Setting a PBO Standard

Setting a PBO Standard

A draft model for agencies to use when converting programs into performance-based organizations is making the roounds of agencies and federal employees' unions, Federal Times reported this week.

Officials at the General Services Administration, the Office of Personnel Management and the Office of Management and Budget are working out a template for agencies to use after the initial round of PBO candidates submitted their own models of how to make the conversion.

"Our hope is that when people want to be a PBO, they wouldn't have to reinvent the wheel," John Koskinen, deputy director for management at OMB, told Federal Times.

In the words of the National Performance Review, PBOs are "discrete management units that commit to clear objectives, specific measurable goals, customer service standards, and targets for improved performance." Any federal program that is not regulatory in nature or a policy-making body is a potential PBO candidate.

The Clinton Administration has already identified nine PBO candidates: The Commerce Department's Patent and Trademark Office, National Technical Information Service, and seafood inspection operations; the Defense Commissary Agency; the St.
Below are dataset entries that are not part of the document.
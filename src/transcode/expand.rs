//! Expand: local attributes to FortiManager request payloads.

use crate::schema::{Attributes, FieldDescriptor, FieldKind, Value};

use super::selection::FieldSelection;

type JsonMap = serde_json::Map<String, serde_json::Value>;

/// Builds a request payload from local attributes.
///
/// Keys use wire names. Nested blocks and table entries always carry every
/// present sub-field; the selection only applies at the top level. An empty
/// table is sent as `[]`, an empty block is left out.
#[must_use]
pub fn expand_object(
    fields: &[FieldDescriptor],
    attributes: &Attributes,
    selection: &FieldSelection,
) -> JsonMap {
    let mut payload = JsonMap::new();

    for field in fields {
        match attributes.get(&field.name) {
            Some(value) if selection.includes(field, value) => {
                if let Some(json) = expand_value(field, value) {
                    payload.insert(field.wire_name().into_owned(), json);
                }
            }
            Some(_) => {}
            None if selection.clears(field) => {
                payload.insert(field.wire_name().into_owned(), serde_json::Value::Array(Vec::new()));
            }
            None => {}
        }
    }

    payload
}

/// Expands one local value. Returns `None` when nothing should be sent.
#[must_use]
pub fn expand_value(field: &FieldDescriptor, value: &Value) -> Option<serde_json::Value> {
    match &field.kind {
        FieldKind::Scalar => Some(value.to_json()),
        FieldKind::List { .. } => Some(match value {
            Value::List(_) | Value::Set(_) => value.to_json(),
            Value::Null => serde_json::Value::Array(Vec::new()),
            scalar => serde_json::Value::Array(vec![scalar.to_json()]),
        }),
        FieldKind::Block { fields } => match value {
            Value::List(items) => items.first().and_then(|entry| expand_entry(fields, entry)),
            Value::Object(_) => expand_entry(fields, value),
            _ => None,
        },
        FieldKind::Table { fields } => match value {
            Value::List(items) => Some(serde_json::Value::Array(
                items.iter().filter_map(|entry| expand_entry(fields, entry)).collect(),
            )),
            _ => Some(serde_json::Value::Array(Vec::new())),
        },
    }
}

fn expand_entry(fields: &[FieldDescriptor], entry: &Value) -> Option<serde_json::Value> {
    match entry {
        Value::Object(attributes) => Some(serde_json::Value::Object(expand_object(
            fields,
            attributes,
            &FieldSelection::All,
        ))),
        _ => None,
    }
}
//! FortiManager API client.
//!
//! This module provides:
//! - The [`ConfigApi`] trait the resource dispatcher talks to
//! - Per-call [`RequestOptions`]
//! - The reqwest-backed JSON-RPC [`FortiManagerClient`]

mod api;
mod fortimanager;
mod jsonrpc;

pub use api::{ConfigApi, JsonMap, RequestOptions};
pub use fortimanager::{Credentials, FortiManagerClient, DEFAULT_TIMEOUT_SECS};

#[cfg(test)]
pub use api::MockConfigApi;
//! Sync plan types and construction.
//!
//! A plan turns a [`DiffResult`] into an ordered list of dispatcher calls.
//! Deletes of resources that left the configuration run first, then
//! replacements (delete followed by create), creates and finally updates.

use chrono::{DateTime, Utc};
use serde::Serialize;
use std::collections::BTreeSet;

use crate::resource::PathParams;
use crate::state::SyncState;

use super::diff::{DiffResult, DiffType, ResourceDiff};

/// A complete sync plan.
#[derive(Debug, Clone, Serialize)]
pub struct SyncPlan {
    /// When the plan was created.
    pub created_at: DateTime<Utc>,
    /// Configuration hash this plan is based on.
    pub config_hash: String,
    /// Planned actions in execution order.
    pub actions: Vec<PlannedAction>,
}

/// A single planned action.
#[derive(Debug, Clone, Serialize)]
pub struct PlannedAction {
    /// Action type.
    pub action_type: ActionType,
    /// Resource name.
    pub resource_name: String,
    /// Resource type.
    pub resource_type: String,
    /// Object id for updates and deletes.
    #[serde(skip_serializing_if = "Option::is_none")]
    pub id: Option<String>,
    /// Recorded path parameters for deletes.
    #[serde(skip_serializing_if = "Option::is_none")]
    pub params: Option<PathParams>,
    /// Fields an update sends.
    #[serde(skip_serializing_if = "BTreeSet::is_empty")]
    pub touched: BTreeSet<String>,
    /// Reason for this action.
    pub reason: String,
    /// Configuration hash after the action.
    #[serde(skip_serializing_if = "Option::is_none")]
    pub new_hash: Option<String>,
    /// Indices of actions that must succeed first.
    #[serde(skip_serializing_if = "Vec::is_empty")]
    pub dependencies: Vec<usize>,
}

/// Types of actions in a plan.
#[derive(Debug, Clone, Copy, PartialEq, Eq, Serialize)]
#[serde(rename_all = "snake_case")]
pub enum ActionType {
    /// Create the object.
    Create,
    /// Update the touched fields of the object.
    Update,
    /// Record an existing object, updating the fields that differ.
    Adopt,
    /// Delete the object.
    Delete,
}

impl SyncPlan {
    /// Creates a plan from a diff result.
    ///
    /// Deletes take the object location from the state record.
    #[must_use]
    pub fn from_diff(diff: &DiffResult, state: &SyncState, config_hash: &str) -> Self {
        let mut actions = Vec::new();

        for resource_diff in diff.of_type(DiffType::Delete) {
            actions.push(Self::delete_action(resource_diff, state, "removed from configuration"));
        }

        for resource_diff in diff.of_type(DiffType::Replace) {
            let delete_idx = actions.len();
            let reason = resource_diff.reason.as_deref().unwrap_or("replacement");
            actions.push(Self::delete_action(resource_diff, state, reason));

            let mut create = PlannedAction::from_diff(ActionType::Create, resource_diff, reason);
            create.id = None;
            create.dependencies = vec![delete_idx];
            actions.push(create);
        }

        for resource_diff in diff.of_type(DiffType::Create) {
            let reason = resource_diff.reason.as_deref().unwrap_or("defined in configuration");
            actions.push(PlannedAction::from_diff(ActionType::Create, resource_diff, reason));
        }

        for resource_diff in &diff.diffs {
            let (action_type, reason) = match resource_diff.diff_type {
                DiffType::Update => (ActionType::Update, "configuration changed"),
                DiffType::Drift => (ActionType::Update, "changed outside fortisync"),
                DiffType::Adopt => (ActionType::Adopt, "object already exists on FortiManager"),
                _ => continue,
            };
            actions.push(PlannedAction::from_diff(action_type, resource_diff, reason));
        }

        Self {
            created_at: Utc::now(),
            config_hash: config_hash.to_string(),
            actions,
        }
    }

    /// Creates a plan deleting every recorded resource, newest first.
    #[must_use]
    pub fn destroy(state: &SyncState) -> Self {
        let mut records: Vec<_> = state.resources.values().collect();
        records.sort_by(|a, b| b.created_at.cmp(&a.created_at).then_with(|| b.name.cmp(&a.name)));

        let actions = records
            .into_iter()
            .map(|record| PlannedAction {
                action_type: ActionType::Delete,
                resource_name: record.name.clone(),
                resource_type: record.resource_type.clone(),
                id: Some(record.id.clone()),
                params: Some(record.params.clone()),
                touched: BTreeSet::new(),
                reason: String::from("destroy"),
                new_hash: None,
                dependencies: vec![],
            })
            .collect();

        Self {
            created_at: Utc::now(),
            config_hash: String::new(),
            actions,
        }
    }

    fn delete_action(resource_diff: &ResourceDiff, state: &SyncState, reason: &str) -> PlannedAction {
        let record = state.get_resource(&resource_diff.name);
        PlannedAction {
            action_type: ActionType::Delete,
            resource_name: resource_diff.name.clone(),
            resource_type: record.map_or_else(|| resource_diff.resource_type.clone(), |r| r.resource_type.clone()),
            id: record.map(|r| r.id.clone()).or_else(|| resource_diff.id.clone()),
            params: record.map(|r| r.params.clone()),
            touched: BTreeSet::new(),
            reason: reason.to_string(),
            new_hash: None,
            dependencies: vec![],
        }
    }

    /// Returns true if the plan has no actions.
    #[must_use]
    pub const fn is_empty(&self) -> bool {
        self.actions.is_empty()
    }

    /// Returns the number of actions.
    #[must_use]
    pub const fn action_count(&self) -> usize {
        self.actions.len()
    }

    /// Returns the number of actions of a type.
    #[must_use]
    pub fn count(&self, action_type: ActionType) -> usize {
        self.actions.iter().filter(|a| a.action_type == action_type).count()
    }
}

impl PlannedAction {
    fn from_diff(action_type: ActionType, diff: &ResourceDiff, reason: &str) -> Self {
        Self {
            action_type,
            resource_name: diff.name.clone(),
            resource_type: diff.resource_type.clone(),
            id: diff.id.clone(),
            params: None,
            touched: diff.touched.clone(),
            reason: reason.to_string(),
            new_hash: diff.new_hash.clone(),
            dependencies: vec![],
        }
    }

    /// Returns a human-readable description of the action.
    #[must_use]
    pub fn description(&self) -> String {
        let verb = match self.action_type {
            ActionType::Create => "Create",
            ActionType::Update => "Update",
            ActionType::Adopt => "Adopt",
            ActionType::Delete => "Delete",
        };
        format!("{verb} {} '{}'", self.resource_type, self.resource_name)
    }
}

impl std::fmt::Display for ActionType {
    fn fmt(&self, f: &mut std::fmt::Formatter<'_>) -> std::fmt::Result {
        let s = match self {
            Self::Create => "create",
            Self::Update => "update",
            Self::Adopt => "adopt",
            Self::Delete => "delete",
        };
        write!(f, "{s}")
    }
}

impl std::fmt::Display for PlannedAction {
    fn fmt(&self, f: &mut std::fmt::Formatter<'_>) -> std::fmt::Result {
        write!(f, "{} {}", self.action_type, self.resource_name)?;
        if !self.touched.is_empty() {
            let fields: Vec<&str> = self.touched.iter().map(String::as_str).collect();
            write!(f, " [{}]", fields.join(", "))?;
        }
        if !self.reason.is_empty() {
            write!(f, " ({})", self.reason)?;
        }
        Ok(())
    }
}

impl std::fmt::Display for SyncPlan {
    fn fmt(&self, f: &mut std::fmt::Formatter<'_>) -> std::fmt::Result {
        if self.actions.is_empty() {
            return write!(f, "No changes required");
        }

        writeln!(f, "Sync plan ({} actions):", self.actions.len())?;
        for (i, action) in self.actions.iter().enumerate() {
            writeln!(f, "  {i}. {action}")?;
        }
        Ok(())
    }
}

#[cfg(test)]
mod tests {
    use super::*;
    use crate::state::ResourceRecord;

    fn diff(name: &str, diff_type: DiffType, id: Option<&str>) -> ResourceDiff {
        ResourceDiff {
            name: name.to_string(),
            resource_type: String::from("firewall_address"),
            diff_type,
            id: id.map(String::from),
            touched: BTreeSet::new(),
            details: vec![],
            old_hash: None,
            new_hash: Some(String::from("h")),
            reason: None,
        }
    }

    fn state_with(names: &[&str]) -> SyncState {
        let mut state = SyncState::new("https://fmg");
        for name in names {
            state.set_resource(ResourceRecord::new(
                name,
                "firewall_address",
                name,
                PathParams::from_pairs([("adom", "root")]),
            ));
        }
        state
    }

    #[test]
    fn test_action_order() {
        let mut update = diff("changed", DiffType::Update, Some("changed"));
        update.touched.insert(String::from("comment"));

        let result = DiffResult::from_diffs(vec![
            update,
            diff("new", DiffType::Create, None),
            diff("moved", DiffType::Replace, Some("moved")),
            diff("gone", DiffType::Delete, Some("gone")),
            diff("same", DiffType::NoChange, Some("same")),
        ]);
        let state = state_with(&["changed", "moved", "gone", "same"]);
        let plan = SyncPlan::from_diff(&result, &state, "cfg");

        let order: Vec<(ActionType, &str)> = plan
            .actions
            .iter()
            .map(|a| (a.action_type, a.resource_name.as_str()))
            .collect();
        assert_eq!(
            order,
            vec![
                (ActionType::Delete, "gone"),
                (ActionType::Delete, "moved"),
                (ActionType::Create, "moved"),
                (ActionType::Create, "new"),
                (ActionType::Update, "changed"),
            ]
        );
        assert_eq!(plan.actions[2].dependencies, vec![1]);
        assert_eq!(plan.actions[2].id, None);
        assert_eq!(plan.actions[0].params.as_ref().and_then(|p| p.get("adom")), Some("root"));
        assert!(plan.actions[4].touched.contains("comment"));
        assert_eq!(plan.count(ActionType::Delete), 2);
    }

    #[test]
    fn test_empty_plan() {
        let plan = SyncPlan::from_diff(&DiffResult::default(), &SyncState::new("x"), "cfg");
        assert!(plan.is_empty());
        assert_eq!(plan.to_string(), "No changes required");
    }

    #[test]
    fn test_destroy_plan_deletes_everything() {
        let state = state_with(&["a", "b"]);
        let plan = SyncPlan::destroy(&state);
        assert_eq!(plan.count(ActionType::Delete), 2);
        assert!(plan.actions.iter().all(|a| a.id.is_some() && a.params.is_some()));
    }
}
//! Transcoding between FortiManager wire objects and local attributes.
//!
//! Both directions are driven by the field descriptors of a resource:
//! - [`flatten_object`] turns an API response into local attributes
//! - [`expand_object`] turns local attributes into a request payload,
//!   restricted by a [`FieldSelection`]

mod expand;
mod flatten;
mod selection;

pub use expand::{expand_object, expand_value};
pub use flatten::{flatten_object, flatten_value};
pub use selection::{drifted_fields, touched_fields, FieldSelection};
Lawrence Seaway Development Corp.; the Government National Mortgage Association; the Federal Housing Administration; the Office of Personnel Management's Federal Retirement and Insurance Service; and the U.S. Mint.

Koskinen said the model being developed would help agencies draft their own legislative packages. Certain aspects of PBO status, including increased budgetary discretion and the creation of a chief executive officer position, require congressional approval.

Unions, worried that PBOs will threaten civil servants' rights, consider a governmentwide template a good way to prevent agencies from abusing the leeway PBO status would give them over their employees. The current draft would exempt agencies from Title 5, which lays out the personnel rules of the civil service.